Sin embargo, al conocer los movimientos de Aníbal, los componentes del partido patriótico de Cartago rechazaron firmar cualquier tipo de tratado de paz con Roma. Además, un convoy de naves que llegaba desde Roma con provisiones para los hombres de Escipión fue hundido por una tormenta en la misma bahía de Cartago, ante la ciudad. Los habitantes de la ciudad temían al hambre al tener que mantener a los romanos; entonces se propuso en el Senado la captura de las naves, a lo que se accedió sin apenas oposición. Escipión envió una embajada para protestar por lo ocurrido, pero los púnicos apresaron a sus enviados.
Aquellos últimos hechos despertaron la ira de Escipión, quien, tras pasar el verano reclutando hombres, se había puesto en marcha pocos días antes en dirección a Cartago, ascendiendo el valle del Bagradas; estaba decidido a poner fin a la guerra de una vez por todas. Había ordenado incendiar cuantas ciudades y aldeas encontrase a su paso con el fin de privar a los púnicos de la mayor parte de sus suministros. Ahora, pensó sombrío, los habitantes de Cartago estarían de nuevo aterrorizados y habrían ordenado a Aníbal que preparase a sus tropas para enfrentarse al ejército romano.

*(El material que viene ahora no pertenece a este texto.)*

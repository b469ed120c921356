//! The notification context shared by every channel.
//!
//! A [`NotificationContext`] is assembled once per invocation from the
//! message inputs and the workflow run metadata, and is read-only afterwards.

use serde::{Deserialize, Serialize};
use serde_json::{Map, Value};

/// Server URL used when the runner does not provide one.
pub const DEFAULT_SERVER_URL: &str = "https://github.com";

/// Metadata describing the workflow run that triggered the notification.
#[derive(Debug, Clone, PartialEq, Eq, Serialize, Deserialize)]
pub struct RunMetadata {
    pub repository: String,
    pub run_id: String,
    pub run_number: String,
    pub actor: String,
    pub event_name: String,
    #[serde(rename = "ref")]
    pub git_ref: String,
    pub sha: String,
    pub server_url: String,
}

impl Default for RunMetadata {
    fn default() -> Self {
        Self {
            repository: String::new(),
            run_id: String::new(),
            run_number: String::new(),
            actor: String::new(),
            event_name: String::new(),
            git_ref: String::new(),
            sha: String::new(),
            server_url: DEFAULT_SERVER_URL.to_string(),
        }
    }
}

impl RunMetadata {
    /// Reads the `GITHUB_*` variables exported by the Actions runner.
    pub fn from_env() -> Self {
        Self::from_lookup(|key| std::env::var(key).ok())
    }

    /// Builds run metadata from an arbitrary variable lookup.
    ///
    /// Missing variables become empty strings, except the server URL which
    /// falls back to [`DEFAULT_SERVER_URL`].
    pub fn from_lookup<F>(lookup: F) -> Self
    where
        F: Fn(&str) -> Option<String>,
    {
        let get = |key: &str| lookup(key).unwrap_or_default();
        let server_url = lookup("GITHUB_SERVER_URL")
            .filter(|url| !url.trim().is_empty())
            .unwrap_or_else(|| DEFAULT_SERVER_URL.to_string());

        Self {
            repository: get("GITHUB_REPOSITORY"),
            run_id: get("GITHUB_RUN_ID"),
            run_number: get("GITHUB_RUN_NUMBER"),
            actor: get("GITHUB_ACTOR"),
            event_name: get("GITHUB_EVENT_NAME"),
            git_ref: get("GITHUB_REF"),
            sha: get("GITHUB_SHA"),
            server_url,
        }
    }
}

/// Immutable bundle of the message and run metadata.
#[derive(Debug, Clone, PartialEq, Eq)]
pub struct NotificationContext {
    message: String,
    title: String,
    run: RunMetadata,
}

impl NotificationContext {
    pub fn new(message: impl Into<String>, title: impl Into<String>, run: RunMetadata) -> Self {
        Self {
            message: message.into(),
            title: title.into(),
            run,
        }
    }

    pub fn message(&self) -> &str {
        &self.message
    }

    pub fn title(&self) -> &str {
        &self.title
    }

    pub fn run(&self) -> &RunMetadata {
        &self.run
    }

    /// Link to the repository on the configured server.
    pub fn repo_url(&self) -> String {
        format!("{}/{}", self.run.server_url, self.run.repository)
    }

    /// Link to the workflow run page.
    pub fn run_url(&self) -> String {
        format!("{}/actions/runs/{}", self.repo_url(), self.run.run_id)
    }

    /// The variables available to webhook body templates.
    ///
    /// This is also the default webhook payload.
    pub fn template_vars(&self) -> Map<String, Value> {
        let run = &self.run;
        let mut vars = Map::new();
        vars.insert("message".into(), Value::from(self.message.as_str()));
        vars.insert("title".into(), Value::from(self.title.as_str()));
        vars.insert("repository".into(), Value::from(run.repository.as_str()));
        vars.insert("run_id".into(), Value::from(run.run_id.as_str()));
        vars.insert("run_number".into(), Value::from(run.run_number.as_str()));
        vars.insert("actor".into(), Value::from(run.actor.as_str()));
        vars.insert("event_name".into(), Value::from(run.event_name.as_str()));
        vars.insert("ref".into(), Value::from(run.git_ref.as_str()));
        vars.insert("sha".into(), Value::from(run.sha.as_str()));
        vars.insert("server_url".into(), Value::from(run.server_url.as_str()));
        vars.insert("run_url".into(), Value::from(self.run_url()));
        vars
    }
}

Por si esto fuera poco, Escipión tuvo que superar un nuevo obstáculo, que provenía de la misma Roma: el cónsul Cneo Servilio Cepión, un hombre ambicioso, decidió que el honor de derrotar definitivamente a Cartago y asegurar la paz para Roma le correspondía a él, pues era quien ejercía el cargo de cónsul cuando Aníbal había abandonado Italia. Por lo tanto, viajó a Sicilia con la intención de pasar a África y ponerse al mando del ejército, pues su magistratura le otorgaba un imperium superior al de Escipión. El Senado se vio entonces en dificultades, pero las solventó con rapidez y habilidad nombrando dictador a Publio Sulpicio Galba, el cual ordenó a Cepión que regresase a Roma. Así, Escipión estuvo en condiciones de afrontar el duelo decisivo contra su enemigo Aníbal.